Based on the information provided, there are a number of cultural factors for the APRN to consider. Initially when meeting with a person of a different ethnicity or race, language and communication should first be considered. Since the patient appears to speak adequate English based on his statement, a translator is not necessary but other communication considerations are warranted. For example, when conversing with Asian patients, it is often considered disrespectful to make eye contact with persons of authority or elders and can even be considered flirtatious when between members of the opposite sex, an excellent point with this 86 year old male patient (Centers for Disease Control and Prevention, 2008). Communication is often indirect and many Asians avoid saying no, using silence or a nod of the head to signal a lack of understanding or disagreement. Touching is also uncommon unless in the healthcare setting and if the necessity is first explained. Although a translator may not be needed, the clinician may still have one present or use one for clarification. For example, I have a large Hispanic population in my current position. I kept getting confused because one of my Hispanic patients would often tell me whether or not he drank his medication correctly every day. I would ask him a variety of questions, not understanding why he said he was drinking medications that were in a pill form. I incorporated the assistance of a Hispanic translator who informed me that in the Spanish language, they do not say they “take” the medication. The closest translation in English is “drink”. Now that I am aware of this, I notice that many of my Hispanic patients also say “drink” when referring to taking their medications, regardless of form. JC, an at-risk 86-year-old Asian male is physically and financially dependent on his daughter

Another area to address would be the relationship between the patient and his daughter, upon whom he is financially and physically dependent, and the presence of additional supportive structures. He states he does not want to be a burden to his daughter and I wonder if that is his perception or hers. Traditionally, Asian families have been patriarchal in structure, often deferring to the father to make decisions while women have a subordinate role. In addition, there has been the belief of filial piety in that there is reverence for parents, with children caring for them until their death (Jayaram, 2020). However, recent studies show that there is a shift away from traditional values among younger Asians living in the U.S. Elders more commonly live independent from their children and rely more on friends and neighbors for day to day health needs, with the children stepping in when conditions become serious or when the parents request assistance (Pang, Jordan-Marsh, Silverstein, & Cody, 2003).

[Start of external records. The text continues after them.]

//! metalp extension
//!
//! Chain-composable program rewriting:
//! - The `Extension` capability interface with default hooks
//! - Per-run `Visitor` state for statement rewriting
//! - Tag extension (comment-driven provenance tags)
//! - Show extension (native `#show` visibility)
//! - Companion encodings for the output filter

mod error;
mod extension;
mod resources;
mod show;
mod tag;

pub use error::{ExtensionError, ExtensionResult};
pub use extension::{rewrite, Extension, Identity, Visitor};
pub use resources::Encodings;
pub use show::ShowExtension;
pub use tag::{TagExtension, TagVisitor, TAG_THEORY};

/// The default chain: tagging first, then visibility.
pub fn default_extensions() -> Vec<Box<dyn Extension>> {
    vec![Box::new(TagExtension::new()), Box::new(ShowExtension::new())]
}
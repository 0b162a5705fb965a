//! Assertion types and builders for verifying step results.

use metalp_pipeline::{ErrorKind, PipelineError};
use regex_lite::Regex;

use crate::error::{ScenarioError, ScenarioResult};

/// What a step runs.
#[derive(Debug, Clone, Copy, Default, PartialEq, Eq)]
pub enum Stage {
    /// The extension chain only; output is the rewritten program.
    Transform,
    /// Reification without extensions or filtering.
    Classic,
    /// The full pipeline.
    #[default]
    Output,
}

/// A complete assertion for a step result.
#[derive(Debug, Default)]
pub struct Assertion {
    pub stage: Stage,

    // Output assertions
    pub text: Option<String>,
    pub lines: Option<usize>,
    pub contains: Vec<String>,
    pub lacks: Vec<String>,
    pub matches: Vec<String>,
    pub match_counts: Vec<(String, usize)>,

    // Error assertions
    pub error: Option<ErrorKind>,
    pub error_contains: Option<String>,
}

impl Assertion {
    pub fn new() -> Self {
        Self::default()
    }

    /// Verify the assertion against a step result.
    pub fn verify(&self, step: &str, result: &Result<String, PipelineError>) -> ScenarioResult<()> {
        let fail = |message: String| ScenarioError::assertion_failed(step, message);

        if self.error.is_some() || self.error_contains.is_some() {
            let err = match result {
                Err(err) => err,
                Ok(_) => return Err(fail("expected an error, but step succeeded".to_string())),
            };
            if let Some(kind) = self.error {
                if err.kind() != kind {
                    return Err(fail(format!("expected {}, got {}: {}", kind, err.kind(), err)));
                }
            }
            if let Some(fragment) = &self.error_contains {
                if !err.to_string().contains(fragment.as_str()) {
                    return Err(fail(format!(
                        "expected error containing '{}', got: {}",
                        fragment, err
                    )));
                }
            }
            return Ok(());
        }

        let output = result
            .as_ref()
            .map_err(|err| fail(format!("step failed with {}: {}", err.kind(), err)))?;
        let lines: Vec<&str> = output.lines().collect();

        if let Some(expected) = &self.text {
            if output != expected {
                return Err(fail(format!(
                    "output differs\n--- expected\n{}--- actual\n{}",
                    expected, output
                )));
            }
        }

        if let Some(n) = self.lines {
            if lines.len() != n {
                return Err(fail(format!("expected {} lines, got {}", n, lines.len())));
            }
        }

        for line in &self.contains {
            if !lines.contains(&line.as_str()) {
                return Err(fail(format!("missing line '{}'", line)));
            }
        }

        for line in &self.lacks {
            if lines.contains(&line.as_str()) {
                return Err(fail(format!("unexpected line '{}'", line)));
            }
        }

        for pattern in &self.matches {
            let re = compile(step, pattern)?;
            if !lines.iter().any(|line| re.is_match(line)) {
                return Err(fail(format!("no line matches '{}'", pattern)));
            }
        }

        for (pattern, expected) in &self.match_counts {
            let re = compile(step, pattern)?;
            let count = lines.iter().filter(|line| re.is_match(line)).count();
            if count != *expected {
                return Err(fail(format!(
                    "expected {} lines matching '{}', got {}",
                    expected, pattern, count
                )));
            }
        }

        Ok(())
    }
}

fn compile(step: &str, pattern: &str) -> ScenarioResult<Regex> {
    Regex::new(pattern).map_err(|e| {
        ScenarioError::assertion_failed(step, format!("invalid regex pattern: {}", e))
    })
}

/// Builder for fluent assertion construction.
#[derive(Debug, Default)]
pub struct AssertionBuilder {
    assertion: Assertion,
}

impl AssertionBuilder {
    pub fn new() -> Self {
        Self::default()
    }

    pub fn build(self) -> Assertion {
        self.assertion
    }

    // ========== Stages ==========

    /// Check the rewritten program instead of the pipeline output.
    pub fn transformed(mut self) -> Self {
        self.assertion.stage = Stage::Transform;
        self
    }

    /// Check plain reification output.
    pub fn classic(mut self) -> Self {
        self.assertion.stage = Stage::Classic;
        self
    }

    // ========== Output assertions ==========

    /// Assert the exact output text.
    pub fn text(mut self, expected: impl Into<String>) -> Self {
        self.assertion.text = Some(expected.into());
        self
    }

    pub fn lines(mut self, n: usize) -> Self {
        self.assertion.lines = Some(n);
        self
    }

    /// Assert that a line equals `line`.
    pub fn contains(mut self, line: impl Into<String>) -> Self {
        self.assertion.contains.push(line.into());
        self
    }

    /// Assert that no line equals `line`.
    pub fn lacks(mut self, line: impl Into<String>) -> Self {
        self.assertion.lacks.push(line.into());
        self
    }

    /// Assert that some line matches the regex.
    pub fn matches(mut self, pattern: impl Into<String>) -> Self {
        self.assertion.matches.push(pattern.into());
        self
    }

    /// Assert how many lines match the regex.
    pub fn count(mut self, pattern: impl Into<String>, n: usize) -> Self {
        self.assertion.match_counts.push((pattern.into(), n));
        self
    }

    // ========== Error assertions ==========

    pub fn error(mut self, kind: ErrorKind) -> Self {
        self.assertion.error = Some(kind);
        self
    }

    pub fn error_contains(mut self, fragment: impl Into<String>) -> Self {
        self.assertion.error_contains = Some(fragment.into());
        self
    }
}

#[cfg(test)]
mod tests {
    use super::*;
    use metalp_pipeline::FilterError;

    fn ok(text: &str) -> Result<String, PipelineError> {
        Ok(text.to_string())
    }

    #[test]
    fn test_line_assertions() {
        let assertion = AssertionBuilder::new()
            .lines(3)
            .contains("b(2).")
            .lacks("c.")
            .matches(r"^a\(\d\)\.$")
            .count(r"\(\d\)", 2)
            .build();
        assert!(assertion.verify("s", &ok("a(1).\nb(2).\nd.\n")).is_ok());
        assert!(assertion.verify("s", &ok("a(1).\nc.\nd.\n")).is_err());
    }

    #[test]
    fn test_error_kind_assertion() {
        let assertion = AssertionBuilder::new().error(ErrorKind::Filter).build();
        let result = Err(PipelineError::from(FilterError::NoModel));
        assert!(assertion.verify("s", &result).is_ok());

        match assertion.verify("s", &ok("a.\n")) {
            Err(ScenarioError::AssertionFailed { step, .. }) => assert_eq!(step, "s"),
            other => panic!("Expected AssertionFailed, got {:?}", other),
        }
    }

    #[test]
    fn test_invalid_pattern_is_reported() {
        let assertion = AssertionBuilder::new().matches("(").build();
        match assertion.verify("s", &ok("a.\n")) {
            Err(ScenarioError::AssertionFailed { message, .. }) => {
                assert!(message.contains("invalid regex"))
            }
            other => panic!("Expected AssertionFailed, got {:?}", other),
        }
    }
}
fn term_variables(term: &Term) -> Vec<String> {
    let mut vars = Vec::new();
    term.collect_variables(&mut vars);
    vars
}

fn has_interval(term: &Term) -> bool {
    match term {
        Term::Interval(..) => true,
        Term::Symbol(_) | Term::Variable(_) => false,
        Term::Function { args, .. } => args.iter().any(has_interval),
        Term::Unary(_, inner) => has_interval(inner),
        Term::Binary(_, left, right) => has_interval(left) || has_interval(right),
    }
}
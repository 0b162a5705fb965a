//! Interned ground atoms.

use std::collections::HashMap;

use metalp_core::{AtomId, Signature, Symbol};

/// Insertion-ordered set of atoms with a per-signature index.
///
/// Identifiers are dense and start at 1, in insertion order.
#[derive(Debug, Default)]
pub(crate) struct AtomStore {
    symbols: Vec<Symbol>,
    ids: HashMap<Symbol, AtomId>,
    by_signature: HashMap<Signature, Vec<AtomId>>,
}

impl AtomStore {
    pub(crate) fn new() -> Self {
        Self::default()
    }

    /// Intern `symbol`; the flag tells whether it was new.
    pub(crate) fn insert(&mut self, symbol: Symbol) -> (AtomId, bool) {
        if let Some(id) = self.ids.get(&symbol) {
            return (*id, false);
        }
        let id = AtomId::new(self.symbols.len() as u32 + 1);
        if let Some(signature) = symbol.signature() {
            self.by_signature.entry(signature).or_default().push(id);
        }
        self.ids.insert(symbol.clone(), id);
        self.symbols.push(symbol);
        (id, true)
    }

    pub(crate) fn get(&self, symbol: &Symbol) -> Option<AtomId> {
        self.ids.get(symbol).copied()
    }

    pub(crate) fn contains(&self, symbol: &Symbol) -> bool {
        self.ids.contains_key(symbol)
    }

    pub(crate) fn symbol(&self, id: AtomId) -> &Symbol {
        &self.symbols[id.raw() as usize - 1]
    }

    pub(crate) fn with_signature(&self, signature: &Signature) -> &[AtomId] {
        self.by_signature
            .get(signature)
            .map(Vec::as_slice)
            .unwrap_or(&[])
    }

    pub(crate) fn len(&self) -> usize {
        self.symbols.len()
    }

    pub(crate) fn iter(&self) -> impl Iterator<Item = (AtomId, &Symbol)> {
        self.symbols
            .iter()
            .enumerate()
            .map(|(i, s)| (AtomId::new(i as u32 + 1), s))
    }

    pub(crate) fn into_symbols(self) -> Vec<Symbol> {
        self.symbols
    }
}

Another area of concern I would address is that of spirituality and how it affects the healthcare beliefs and practices of this patient. Many Asians use traditional nutrition, herbal supplements and remedies, or protective amulets or practices such as acupuncture and coining to treat specific conditions or the person as a whole (Centers for Disease Control and Prevention, 2008). Clinicians should become familiar with the concepts of Yin and Yang, hot and cold, and attempt to incorporate them into the plan of care if possible and when appropriate.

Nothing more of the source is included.